MaizieD Thu 05-Dec-19 17:15:53

A lot of the slave compensation money wasn't paid to the slave 'owners' at all. The sugar trade was declining badly by the 1830s and many of the plantation owners were so heavily in debt that the 'compensation' payments went straight to their creditors. Who could have been people who'd never set foot in the West Indies or owned any property out there.

Just a bit of an aside...grin

Curlywhirly Thu 05-Dec-19 16:46:10

Apparently David Cameron's ancestors were slave owners and were in receipt of the compensation you refer to.

Whitewavemark2 Thu 05-Dec-19 15:33:59

Cheers grow

growstuff Thu 05-Dec-19 15:32:07

I guess tax payers were still paying in 2015 because they were still paying off government debt, but I think the people with an interest in slave ownership (whether as owners or shareholders) were paid off in 1833. Apparently, it was 40% of the Treasury's income that year, so would have had to take out a loan to pay.

growstuff Thu 05-Dec-19 15:28:07

Yes, you can go and have a cuppa. I wasn't disputing what you said. I was just curious about what you meant.

growstuff Thu 05-Dec-19 15:27:18

Indeed they were. The UCL database has information about the stately homes which were built. Much of the money was also used to fund the building of railways.

David Olusoga is one of the people pushing for the British government to compensate countries in the West Indies and elsewhere. He certainly knows a lot about slave ownership.

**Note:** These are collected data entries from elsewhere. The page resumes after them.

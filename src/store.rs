//! Storage collaborator for File Records.
//!
//! The query pipeline and the import reconciler only see this trait; the
//! registry binary plugs in [`crate::sqlite::SqliteStore`], tests use
//! [`MemoryStore`].

use crate::record::{FileKey, FileRecord};
use anyhow::Result;

/// Persistent storage of File Records keyed by a surrogate id.
///
/// Writes go through [`FileRecord::sanitized`], so unnamed sub-files never
/// reach storage. Writes with a blank `file_no` are rejected.
pub trait FileStore {
    /// Find one record whose natural key equals `key` (null-aware on `file_name`).
    fn find_by_key(&self, key: &FileKey) -> Result<Option<FileRecord>>;

    /// Insert a new record and return its id. Any id on `record` is ignored.
    fn insert(&mut self, record: &FileRecord) -> Result<i64>;

    fn get(&self, id: i64) -> Result<Option<FileRecord>>;

    /// All records in id order.
    fn list(&self) -> Result<Vec<FileRecord>>;

    /// Replace every field of record `id`, sub-files included.
    fn update(&mut self, id: i64, record: &FileRecord) -> Result<()>;

    fn delete(&mut self, id: i64) -> Result<()>;
}

/// Reject records that cannot be stored.
pub(crate) fn prepare_for_write(record: &FileRecord) -> Result<FileRecord> {
    let record = record.clone().sanitized();
    if record.file_no.is_empty() {
        return Err(anyhow::anyhow!("file_no is required"));
    }
    Ok(record)
}

/// In-process store backed by a `Vec`.
#[derive(Debug, Default)]
pub struct MemoryStore {
    records: Vec<FileRecord>,
    next_id: i64,
}

impl MemoryStore {
    pub fn new() -> Self {
        Self::default()
    }

    /// Build a store pre-populated with `records`, assigning fresh ids.
    pub fn with_records(records: impl IntoIterator<Item = FileRecord>) -> Result<Self> {
        let mut store = Self::new();
        for record in records {
            store.insert(&record)?;
        }
        Ok(store)
    }

    pub fn len(&self) -> usize {
        self.records.len()
    }

    pub fn is_empty(&self) -> bool {
        self.records.is_empty()
    }

    fn position(&self, id: i64) -> Option<usize> {
        self.records.iter().position(|r| r.id == Some(id))
    }
}

impl FileStore for MemoryStore {
    fn find_by_key(&self, key: &FileKey) -> Result<Option<FileRecord>> {
        Ok(self.records.iter().find(|r| key.matches(r)).cloned())
    }

    fn insert(&mut self, record: &FileRecord) -> Result<i64> {
        let mut record = prepare_for_write(record)?;
        self.next_id += 1;
        record.id = Some(self.next_id);
        log::debug!("Inserted file_no {} as id {}", record.file_no, self.next_id);
        self.records.push(record);
        Ok(self.next_id)
    }

    fn get(&self, id: i64) -> Result<Option<FileRecord>> {
        Ok(self.position(id).map(|i| self.records[i].clone()))
    }

    fn list(&self) -> Result<Vec<FileRecord>> {
        Ok(self.records.clone())
    }

    fn update(&mut self, id: i64, record: &FileRecord) -> Result<()> {
        let idx = self
            .position(id)
            .ok_or_else(|| anyhow::anyhow!("File id {} not found", id))?;
        let mut record = prepare_for_write(record)?;
        record.id = Some(id);
        self.records[idx] = record;
        Ok(())
    }

    fn delete(&mut self, id: i64) -> Result<()> {
        let idx = self
            .position(id)
            .ok_or_else(|| anyhow::anyhow!("File id {} not found", id))?;
        self.records.remove(idx);
        Ok(())
    }
}

#[cfg(test)]
mod tests {
    use super::*;
    use crate::record::SubFile;

    #[test]
    fn test_memory_store_crud() {
        let mut store = MemoryStore::new();
        let id = store.insert(&FileRecord::new("A1", "Roof Plan")).unwrap();
        let second = store.insert(&FileRecord::new("A2", "")).unwrap();
        assert_eq!((id, second), (1, 2));
        assert_eq!(store.len(), 2);

        let mut edited = store.get(id).unwrap().unwrap();
        edited.remark = "revised".to_string();
        edited.sub_files = vec![SubFile::named("Detail"), SubFile::named(" ")];
        store.update(id, &edited).unwrap();

        let fetched = store.get(id).unwrap().unwrap();
        assert_eq!(fetched.remark, "revised");
        assert_eq!(fetched.sub_files, vec![SubFile::named("Detail")]);

        store.delete(second).unwrap();
        assert!(store.get(second).unwrap().is_none());
        assert!(store.delete(second).is_err());
        assert!(store.update(99, &edited).is_err());
    }

    #[test]
    fn test_memory_store_find_by_key() {
        let store = MemoryStore::with_records([
            FileRecord::new("A", "X"),
            FileRecord::new("B", ""),
        ])
        .unwrap();

        assert!(store.find_by_key(&FileKey::new("A", Some("X"))).unwrap().is_some());
        assert!(store.find_by_key(&FileKey::new("A", None)).unwrap().is_none());
        assert!(store.find_by_key(&FileKey::new("B", None)).unwrap().is_some());
        assert!(store.find_by_key(&FileKey::new("B", Some("X"))).unwrap().is_none());
    }

    #[test]
    fn test_blank_file_no_rejected() {
        let mut store = MemoryStore::new();
        let err = store.insert(&FileRecord::new("  ", "Nameless")).unwrap_err();
        assert!(err.to_string().contains("file_no is required"));
        assert!(store.is_empty());
    }
}
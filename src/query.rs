//! Query pipeline: filter a record set, then order it.
//!
//! `compute_results` holds no state of its own. Callers own the query and
//! filter state and re-run the pipeline whenever any of it changes; equal
//! inputs always give the same sequence.

use crate::predicate::{record_matches, RemarkFilter, StatusFilters};
use crate::record::FileRecord;
use crate::sort::{sort_records, SortOrder};

/// Filter `records` by query, status and remark, then sort them.
pub fn compute_results<'a>(
    records: &'a [FileRecord],
    query: &str,
    status_filters: &StatusFilters,
    remark_filter: RemarkFilter,
    sort_order: SortOrder,
) -> Vec<&'a FileRecord> {
    let mut results: Vec<&FileRecord> = records
        .iter()
        .filter(|r| record_matches(r, query, status_filters, remark_filter))
        .collect();
    sort_records(&mut results, sort_order);
    results
}

/// The caller-owned search state fed to `compute_results`.
#[derive(Debug, Clone, Default, PartialEq, Eq)]
pub struct QueryState {
    pub query: String,
    pub status: StatusFilters,
    pub remark: RemarkFilter,
    pub order: SortOrder,
}

impl QueryState {
    pub fn apply<'a>(&self, records: &'a [FileRecord]) -> Vec<&'a FileRecord> {
        compute_results(records, &self.query, &self.status, self.remark, self.order)
    }

    /// Active status keys plus one for a non-`All` remark filter.
    pub fn active_filter_count(&self) -> usize {
        self.status.active_count() + usize::from(self.remark != RemarkFilter::All)
    }

    /// Reset status and remark filters; the query and sort order are kept.
    pub fn clear_filters(&mut self) {
        self.status = StatusFilters::default();
        self.remark = RemarkFilter::All;
    }
}
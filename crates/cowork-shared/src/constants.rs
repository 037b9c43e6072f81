//! Application-wide constants

pub const SITE_NAME: &str = "CoWork Kerala";
pub const DEFAULT_SITE_URL: &str = "https://coworkkerala.com";
pub const DEFAULT_BACKEND_URL: &str = "http://127.0.0.1:8080/";

pub const DEFAULT_PAGE_SIZE: u32 = 10;
pub const SITEMAP_WORKSPACE_LIMIT: u32 = 100;
pub const DEFAULT_REVALIDATE_SECONDS: u64 = 60;
pub const DEFAULT_BACKEND_TIMEOUT_SECONDS: u64 = 10;

pub const MIN_PHONE_LENGTH: u64 = 10;

pub const CONTACT_PHONE: &str = "+91 7356735091";
pub const CONTACT_EMAIL: &str = "coworkkerala@gmail.com";
pub const CONTACT_ADDRESS: &str = "Kochi, Kerala, India";

pub const PLACEHOLDER_IMAGE: &str = "/images/placeholder.png";
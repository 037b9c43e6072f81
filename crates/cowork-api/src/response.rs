//! API Response wrapper

use chrono::Utc;
use serde::Serialize;

use cowork_shared::Pagination;

/// `{ success, data, pagination?, error?, timestamp }`, the backend envelope.
#[derive(Serialize)]
pub struct ApiResponse<T: Serialize> {
    pub success: bool,
    pub data: Option<T>,
    #[serde(skip_serializing_if = "Option::is_none")]
    pub pagination: Option<Pagination>,
    #[serde(skip_serializing_if = "Option::is_none")]
    pub error: Option<ApiErrorBody>,
    pub timestamp: String,
}

#[derive(Serialize)]
pub struct ApiErrorBody {
    pub code: String,
    pub message: String,
}

impl<T: Serialize> ApiResponse<T> {
    pub fn success(data: T) -> Self {
        Self {
            success: true,
            data: Some(data),
            pagination: None,
            error: None,
            timestamp: Utc::now().to_rfc3339(),
        }
    }

    pub fn paginated(data: T, pagination: Pagination) -> Self {
        Self {
            pagination: Some(pagination),
            ..Self::success(data)
        }
    }

    pub fn error(code: &str, message: &str) -> Self {
        Self {
            success: false,
            data: None,
            pagination: None,
            error: Some(ApiErrorBody {
                code: code.to_string(),
                message: message.to_string(),
            }),
            timestamp: Utc::now().to_rfc3339(),
        }
    }
}
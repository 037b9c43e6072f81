use std::sync::Arc;
use std::time::Duration;

use tokio::task::JoinHandle;
use tracing::debug;

use cowork_core::services::{LeadService, ListingService};
use cowork_infrastructure::{
    BackendClient, HttpLeadRepository, HttpLocationRepository, HttpSpaceRepository,
};
use cowork_shared::config::AppConfig;

use crate::error::ApiError;
use crate::views::Views;

#[derive(Clone)]
pub struct AppState {
    pub config: Arc<AppConfig>,
    pub listings: ListingService,
    pub leads: LeadService,
    pub views: Arc<Views>,
    pub backend: BackendClient,
}

impl AppState {
    /// Wire the HTTP repositories against `config.backend` and load the templates.
    pub fn from_config(config: AppConfig) -> Result<Self, ApiError> {
        let backend = BackendClient::new(&config.backend)?;

        let listings = ListingService::new(
            Arc::new(HttpSpaceRepository::new(backend.clone())),
            Arc::new(HttpLocationRepository::new(backend.clone())),
        );
        let leads = LeadService::new(Arc::new(HttpLeadRepository::new(backend.clone())));

        Ok(Self {
            config: Arc::new(config),
            listings,
            leads,
            views: Arc::new(Views::new()?),
            backend,
        })
    }

    /// Sweep stale backend responses once per revalidation interval.
    /// Nothing is spawned when caching is disabled.
    pub fn spawn_cache_sweeper(&self) -> Option<JoinHandle<()>> {
        let cache = self.backend.cache().clone();
        if !cache.is_enabled() {
            return None;
        }

        let period = Duration::from_secs(self.config.backend.revalidate_seconds);
        Some(tokio::spawn(async move {
            let mut ticker = tokio::time::interval(period);
            ticker.tick().await;
            loop {
                ticker.tick().await;
                let removed = cache.cleanup_expired();
                if removed > 0 {
                    debug!("Evicted {} stale backend responses", removed);
                }
            }
        }))
    }
}
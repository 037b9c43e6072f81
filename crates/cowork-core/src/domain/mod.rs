//! # CoWork Core - Domain Module
//!
//! Records owned by the listing backend. This site only reads workspaces and
//! locations and only writes leads.

pub mod workspace;
pub mod location;
pub mod lead;

pub use workspace::{
    City, Pricing, SpaceContact, SpaceFeatures, SpaceLocation, SpaceStatus, Workspace,
    WorkspaceQuery, WorkspaceResponse, WorkspacesResponse,
};
pub use location::{Location, LocationsResponse};
pub use lead::{Lead, LeadSource};
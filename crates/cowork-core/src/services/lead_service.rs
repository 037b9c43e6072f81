//! Lead submission: validate, send once, and decide what the form shows next.

use std::sync::Arc;

use tracing::{error, info};

use cowork_shared::utils::mask_email;

use crate::forms::{FormState, LeadForm, Notice};
use crate::repositories::LeadRepository;

#[derive(Clone)]
pub struct LeadService {
    leads: Arc<dyn LeadRepository>,
}

impl LeadService {
    pub fn new(leads: Arc<dyn LeadRepository>) -> Self {
        Self { leads }
    }

    /// The form is trimmed first, so what is validated is exactly what is sent.
    /// Invalid input is returned with field errors and nothing is sent.
    /// A sent lead resets the form and carries a success notice; a failed
    /// send keeps the values and carries a failure notice. No retry.
    pub async fn submit<F: LeadForm>(&self, form: F) -> FormState<F> {
        let form = form.trimmed();
        let errors = form.field_errors();
        if !errors.is_empty() {
            return FormState { values: form, errors, notice: None };
        }

        let lead = form.to_lead();
        match self.leads.create(&lead).await {
            Ok(()) => {
                info!(
                    "Lead created from {} for {}",
                    lead.enquired_for.as_str(),
                    mask_email(&lead.email)
                );
                FormState { values: form.reset(), errors: Default::default(), notice: Some(Notice::success()) }
            }
            Err(e) => {
                error!("Error submitting lead from {}: {}", lead.enquired_for.as_str(), e);
                FormState { values: form, errors: Default::default(), notice: Some(Notice::failure()) }
            }
        }
    }
}

#[cfg(test)]
mod tests {
    use super::*;
    use crate::domain::LeadSource;
    use crate::error::DomainError;
    use crate::forms::{ContactForm, NoticeKind, VirtualOfficeForm};
    use crate::repositories::MockLeadRepository;

    fn contact() -> ContactForm {
        ContactForm {
            name: "Asha".to_string(),
            email: "asha@example.com".to_string(),
            phone: "9876543210".to_string(),
            enquiry_type: "Listing Space".to_string(),
            message: "We have 40 seats".to_string(),
        }
    }

    #[tokio::test]
    async fn test_invalid_form_is_not_sent() {
        let mut leads = MockLeadRepository::new();
        leads.expect_create().times(0);
        let service = LeadService::new(Arc::new(leads));

        let form = ContactForm { email: "not-an-email".to_string(), ..contact() };
        let state = service.submit(form.clone()).await;
        assert_eq!(state.values, form);
        assert_eq!(state.errors["email"], "Invalid email address");
        assert!(state.notice.is_none());
    }

    #[tokio::test]
    async fn test_whitespace_only_name_is_not_sent() {
        let mut leads = MockLeadRepository::new();
        leads.expect_create().times(0);
        let service = LeadService::new(Arc::new(leads));

        let state = service.submit(ContactForm { name: "   ".to_string(), ..contact() }).await;
        assert_eq!(state.errors["name"], "Name is required");
        assert!(state.values.name.is_empty());
        assert!(state.notice.is_none());
    }

    #[tokio::test]
    async fn test_padded_short_phone_is_not_sent() {
        let mut leads = MockLeadRepository::new();
        leads.expect_create().times(0);
        let service = LeadService::new(Arc::new(leads));

        let state = service.submit(ContactForm { phone: "123456789 ".to_string(), ..contact() }).await;
        assert_eq!(state.errors["phone"], "Phone number must be at least 10 digits");
    }

    #[tokio::test]
    async fn test_sent_lead_matches_validated_values() {
        let mut leads = MockLeadRepository::new();
        leads
            .expect_create()
            .withf(|lead| lead.name == "Asha" && lead.phone == "9876543210" && lead.email == "asha@example.com")
            .times(1)
            .returning(|_| Ok(()));
        let service = LeadService::new(Arc::new(leads));

        let form = ContactForm {
            name: "  Asha  ".to_string(),
            email: " asha@example.com ".to_string(),
            phone: " 9876543210 ".to_string(),
            ..contact()
        };
        assert!(service.submit(form).await.is_accepted());
    }

    #[tokio::test]
    async fn test_success_resets_form_with_one_notice() {
        let mut leads = MockLeadRepository::new();
        leads
            .expect_create()
            .withf(|lead| lead.enquired_for == LeadSource::ContactPage && lead.space_type == "Listing Space")
            .times(1)
            .returning(|_| Ok(()));
        let service = LeadService::new(Arc::new(leads));

        let state = service.submit(contact()).await;
        assert_eq!(state.values, ContactForm::default());
        assert!(state.errors.is_empty());
        assert!(state.is_accepted());
        assert_eq!(state.notice, Some(Notice::success()));
    }

    #[tokio::test]
    async fn test_failure_keeps_values() {
        let mut leads = MockLeadRepository::new();
        leads
            .expect_create()
            .times(1)
            .returning(|_| Err(DomainError::BackendStatus(500)));
        let service = LeadService::new(Arc::new(leads));

        let state = service.submit(contact()).await;
        assert_eq!(state.values, contact());
        assert_eq!(state.notice.as_ref().map(|n| n.kind), Some(NoticeKind::Error));
        assert!(!state.is_accepted());
    }

    #[tokio::test]
    async fn test_virtual_office_reset_keeps_city() {
        let mut leads = MockLeadRepository::new();
        leads
            .expect_create()
            .withf(|lead| lead.location.as_deref() == Some("Kochi"))
            .returning(|_| Ok(()));
        let service = LeadService::new(Arc::new(leads));

        let form = VirtualOfficeForm {
            name: "Rahul".to_string(),
            email: "rahul@example.com".to_string(),
            phone: "9876543210".to_string(),
            service_type: "Virtual Office".to_string(),
            ..VirtualOfficeForm::for_city("kochi")
        };
        let state = service.submit(form).await;
        assert!(state.is_accepted());
        assert_eq!(state.values, VirtualOfficeForm::for_city("kochi"));
    }
}
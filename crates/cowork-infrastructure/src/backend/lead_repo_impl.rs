use async_trait::async_trait;
use tracing::info;

use cowork_core::domain::Lead;
use cowork_core::error::DomainError;
use cowork_core::repositories::LeadRepository;

use super::client::BackendClient;

/// Writes leads with `POST /api/v1/leads`. Never cached, never retried.
pub struct HttpLeadRepository {
    client: BackendClient,
}

impl HttpLeadRepository {
    pub fn new(client: BackendClient) -> Self {
        Self { client }
    }
}

#[async_trait]
impl LeadRepository for HttpLeadRepository {
    async fn create(&self, lead: &Lead) -> Result<(), DomainError> {
        self.client.post_json(&["api", "v1", "leads"], lead).await?;
        info!("Lead accepted by backend ({})", lead.enquired_for.as_str());
        Ok(())
    }
}
use axum::{
    body::{to_bytes, Body},
    http::{header, Request, StatusCode},
    Router,
};
use serde_json::json;
use tower::ServiceExt;
use wiremock::matchers::{body_partial_json, method, path, query_param};
use wiremock::{Mock, MockServer, ResponseTemplate};

use cowork_api::{build_router, AppState};
use cowork_shared::config::{AnalyticsSettings, AppConfig, AppSettings, BackendSettings};

fn config(base_url: &str) -> AppConfig {
    AppConfig {
        backend: BackendSettings {
            base_url: base_url.to_string(),
            revalidate_seconds: 0,
            timeout_seconds: 2,
        },
        ..AppConfig::default()
    }
}

fn app(config: AppConfig) -> Router {
    build_router(AppState::from_config(config).unwrap())
}

/// Nothing listens on the discard port.
fn offline_app() -> Router {
    app(config("http://127.0.0.1:9/"))
}

async fn get(app: Router, uri: &str) -> (StatusCode, String) {
    let response = app
        .oneshot(Request::builder().uri(uri).body(Body::empty()).unwrap())
        .await
        .unwrap();
    let status = response.status();
    let bytes = to_bytes(response.into_body(), usize::MAX).await.unwrap();
    (status, String::from_utf8(bytes.to_vec()).unwrap())
}

async fn post_form(app: Router, uri: &str, body: &str) -> (StatusCode, String) {
    let response = app
        .oneshot(
            Request::builder()
                .method("POST")
                .uri(uri)
                .header(header::CONTENT_TYPE, "application/x-www-form-urlencoded")
                .body(Body::from(body.to_string()))
                .unwrap(),
        )
        .await
        .unwrap();
    let status = response.status();
    let bytes = to_bytes(response.into_body(), usize::MAX).await.unwrap();
    (status, String::from_utf8(bytes.to_vec()).unwrap())
}

fn featured_body() -> serde_json::Value {
    json!({
        "success": true,
        "data": [{
            "id": "collab-hub-1",
            "spaceName": "Collaborative Hub",
            "spaceType": "Sharing Workspace",
            "city": { "_id": "city-1", "name": "Kochi" },
            "pricing": { "hotDesk": 120 },
            "images": ["/images/thumb-1.png"],
            "features": { "wifi": "100 Mbps", "seats": "50 Seats", "area": "120 m²" }
        }],
        "pagination": { "page": 1, "limit": 10, "total": 1, "totalPages": 1 }
    })
}

fn locations_body() -> serde_json::Value {
    json!({
        "success": true,
        "data": [{ "_id": "c1", "name": "Kochi", "image": "/images/kochi.png" }]
    })
}

const VALID_CONTACT: &str =
    "name=Asha&email=asha%40example.com&phone=9876543210&enquiry_type=Looking+for+Space&message=Hi";

#[tokio::test]
async fn test_health() {
    let (status, body) = get(offline_app(), "/health").await;
    assert_eq!(status, StatusCode::OK);
    assert!(body.contains("healthy"));
}

#[tokio::test]
async fn test_landing_renders_featured_and_cities() {
    let server = MockServer::start().await;
    Mock::given(method("GET"))
        .and(path("/api/v1/spaces/featured"))
        .respond_with(ResponseTemplate::new(200).set_body_json(featured_body()))
        .mount(&server)
        .await;
    Mock::given(method("GET"))
        .and(path("/api/v1/locations"))
        .respond_with(ResponseTemplate::new(200).set_body_json(locations_body()))
        .mount(&server)
        .await;

    let (status, body) = get(app(config(&server.uri())), "/").await;
    assert_eq!(status, StatusCode::OK);
    assert!(body.contains("Collaborative Hub"));
    assert!(body.contains("$120.00 / Day"));
    assert!(body.contains("/coworking-space/details/collab-hub-1"));
    assert!(body.contains("/coworking-space/kochi"));
    assert!(body.contains("<link rel=\"canonical\" href=\"https://coworkkerala.com/\">"));
}

#[tokio::test]
async fn test_landing_survives_backend_outage() {
    let (status, body) = get(offline_app(), "/").await;
    assert_eq!(status, StatusCode::OK);
    assert!(body.contains("Featured Workspaces in Kerala"));
    assert!(body.contains("Featured workspaces will be listed here soon."));
}

#[tokio::test]
async fn test_analytics_tag_only_when_configured() {
    let (_, body) = get(offline_app(), "/contact").await;
    assert!(!body.contains("googletagmanager"));

    let mut with_ga = config("http://127.0.0.1:9/");
    with_ga.analytics = AnalyticsSettings { ga_id: Some("G-TEST123".to_string()) };
    let (_, body) = get(app(with_ga), "/contact").await;
    assert!(body.contains("gtag/js?id=G-TEST123"));
}
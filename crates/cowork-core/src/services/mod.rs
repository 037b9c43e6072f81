//! Domain services

pub mod listing_service;
pub mod lead_service;

pub use listing_service::ListingService;
pub use lead_service::LeadService;
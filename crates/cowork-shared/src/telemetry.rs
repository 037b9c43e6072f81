//! Telemetry setup

use tracing_appender::rolling::{RollingFileAppender, Rotation};
use tracing_subscriber::{fmt, layer::SubscriberExt, util::SubscriberInitExt, EnvFilter, Layer};

use crate::config::{LogFormat, LoggingSettings};
use crate::error::AppError;

/// Install the global subscriber. `RUST_LOG` wins over `settings.filter`.
pub fn init_telemetry(settings: &LoggingSettings) -> Result<(), AppError> {
    let env_filter = EnvFilter::try_from_default_env()
        .or_else(|_| EnvFilter::try_new(&settings.filter))
        .unwrap_or_else(|_| EnvFilter::new("info"));

    let stdout_layer = match settings.format {
        LogFormat::Json => fmt::layer().json().with_target(true).boxed(),
        LogFormat::Pretty => fmt::layer().pretty().with_target(true).boxed(),
    };

    let file_layer = match settings.directory.as_deref() {
        Some(dir) => {
            let appender = RollingFileAppender::builder()
                .rotation(Rotation::DAILY)
                .filename_prefix("cowork")
                .filename_suffix("log")
                .build(dir)
                .map_err(|e| AppError::TelemetryError(e.to_string()))?;
            Some(
                fmt::layer()
                    .with_writer(appender)
                    .with_target(true)
                    .with_ansi(false)
                    .boxed(),
            )
        }
        None => None,
    };

    tracing_subscriber::registry()
        .with(env_filter)
        .with(stdout_layer)
        .with(file_layer)
        .try_init()
        .map_err(|e| AppError::TelemetryError(e.to_string()))
}
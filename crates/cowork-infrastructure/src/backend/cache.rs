use dashmap::DashMap;
use std::sync::Arc;
use std::time::{Duration, Instant};
use tracing::{debug, info};

#[derive(Debug, Clone)]
struct CachedBody {
    body: String,
    stored_at: Instant,
}

/// Response bodies keyed by request URL, reused until `ttl` has passed.
/// A zero `ttl` disables caching.
#[derive(Clone)]
pub struct RevalidationCache {
    entries: Arc<DashMap<String, CachedBody>>,
    ttl: Duration,
}

impl RevalidationCache {
    pub fn new(ttl: Duration) -> Self {
        info!("Initializing revalidation cache (ttl: {:?})", ttl);
        Self {
            entries: Arc::new(DashMap::new()),
            ttl,
        }
    }

    pub fn is_enabled(&self) -> bool {
        !self.ttl.is_zero()
    }

    /// Fresh body for `key`, if any. Stale entries are dropped on read.
    pub fn get(&self, key: &str) -> Option<String> {
        if !self.is_enabled() {
            return None;
        }

        let entry = self.entries.get(key)?;
        if entry.stored_at.elapsed() >= self.ttl {
            drop(entry); // Release read lock
            self.entries.remove(key);
            debug!("Cached response for {} is stale", key);
            return None;
        }

        Some(entry.body.clone())
    }

    pub fn insert(&self, key: String, body: String) {
        if !self.is_enabled() {
            return;
        }
        self.entries.insert(key, CachedBody { body, stored_at: Instant::now() });
    }

    pub fn len(&self) -> usize {
        self.entries.len()
    }

    pub fn is_empty(&self) -> bool {
        self.entries.is_empty()
    }

    /// Returns number of entries removed
    pub fn cleanup_expired(&self) -> usize {
        let ttl = self.ttl;
        let before = self.entries.len();
        self.entries.retain(|_, cached| cached.stored_at.elapsed() < ttl);
        before.saturating_sub(self.entries.len())
    }
}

It was a huge stain on the UK's history and we owe an awful lot to slavery (especially the building of railways). The slaves themselves were treated appallingly. Even after emancipation, they still weren't properly free and many suffered discrimination. Their descendants still do, of course. You'd honestly think that the government would have learnt a few lessons and treated the Windrush generation more sensitively and humanely.

I went to a talk about it a couple of years ago, presented by one of the researchers from UCL. I'm still wracking my brain about who exactly should pay and whom should be compensated nearly 200 years later

Whitewavemark2 Thu 05-Dec-19 15:22:20

I assume I can stop looking now?

Whitewavemark2 Thu 05-Dec-19 15:21:37

Oh I see. I must have misunderstood as there were 10 of us around the table, and my friend is a college lecturer, and I assumed I’d heard correctly. But presumably the principle still stands about the tax payer?